The strange ride of Angus Wilson – to borrow the title of his 1977 study of Rudyard Kipling – is one of the great cautionary tales of recent English literature: a scarifying parable of what happens when a once-celebrated writer somehow loses touch with the tenor of his time. Only Sir Hugh Walpole, perhaps, felt the rug of his reputation pulled from beneath his feet with quite the same bewildering speed. Back in the 1960s, a decade that fascinated him and which he did his utmost to render down into print, Wilson bestrode the English literary world like a colossus: one of the tiny band of home-grown novelists who could be spoken of in the same breath as Márquez, Calvino and Updike; one of the first appointments to the University of East Anglia's newly formed English school; the adornment of every festival panel from Cheltenham to Edinburgh. But the posthumous collected edition of his works urged into print by a gang of famous friends ended up in the remainder bins, and now, on the centenary of his birth, his novels are only available after being rescued by Faber Finds. What went wrong?
Somebody once said of Wilson that it took a special kind of talent to build an entire career on the back of your own hysteria. Certainly, most of the early stories that went into his first collection, The Wrong Set (1949), were written as a form of therapy for the numerous psychological ills from which he suffered. The flamboyant, nervy scion of an English father and South African mother, Wilson went through a nervous breakdown during war-time service at Bletchley Park before reoccupying a more congenial berth in the reading room of the British Museum. A certain amount of encouragement was offered by Cyril Connolly's Horizon, in the shape of its assistant editor Sonia Brownell (soon to become the second Mrs George Orwell) and, come the 1950s, with a second story collection and a scintillating first novel on the shelf, he was launched into the orbit of the book-world panjandrum. He was a sympathetic reviewer and all-round cultural pundit; much loved and much admired, but also prone to shrillness when he thought his efforts were under-appreciated.

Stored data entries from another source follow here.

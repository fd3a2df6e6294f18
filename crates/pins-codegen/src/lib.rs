//! PINS code generator: compiles an attributed, laid-out AST to stack-machine
//! code and data segments.
//!
//! # Architecture
//!
//! The code generator takes an [`pins_types::attr::AttrAst`] and the
//! [`pins_layout::Layout`] computed for it and produces an [`Image`]:
//!
//! - a code segment starting with a bootstrap that initialises globals,
//!   calls `main` and then the `exit` service, followed by every function
//!   body in pre-order;
//! - a data segment holding global storage, initializer blocks and string
//!   constants;
//! - the instructions generated for each AST node, for inspection.
//!
//! ## Calling convention
//!
//! The caller pushes arguments right to left, then the callee's access
//! link, then the callee's address, and executes `CALL`. The callee's
//! prologue reserves its locals with `PUSH -n; POPN`; its epilogue pushes
//! the parameter size minus one word and executes `RETN`, which leaves the
//! result in place of the arguments.

pub mod compiler;
pub mod error;
pub mod expr;
pub mod image;
pub mod source_map;
pub mod stmt;

pub use compiler::{generate, ENTRY_POINT};
pub use error::{CodegenError, CodegenResult};
pub use image::{Image, ListingLine};
pub use source_map::SourceMap;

What did the young Wilson write about? A preliminary list might include neurosis, hysteria, evil, homosexuality, embarrassment, domestic tension, "progress", and the powerful unease of a humanism that is moving towards some dimly envisioned liberal utopia while deeply reluctant to yield up the social privilege guaranteed to stop this utopia coming into existence. Nearly all these themes are given an airing in "Such Darling Dodos", the title piece of his second collection, and a terrific example of Wilson's rheumy eye for the new post-war world that was taking shape around him. Robin, an elderly leftwing don, is dying in a house in north Oxford, supported by his adoring wife Priscilla. They are joined by Tony, Priscilla's dandified Catholic cousin, and later by two hard-headed twentysomething friends, to whom Robin's exemplary inter-war liberalism is not much more than an embarrassment. Tony, meanwhile, is stuck in mid-stream, separated from his relations by his religion and disdainful of Priscilla's efforts to make herself "charwoman to the world", but also dimly aware that she and her husband possess a moral solidity that his restless, vacillating life has always lacked.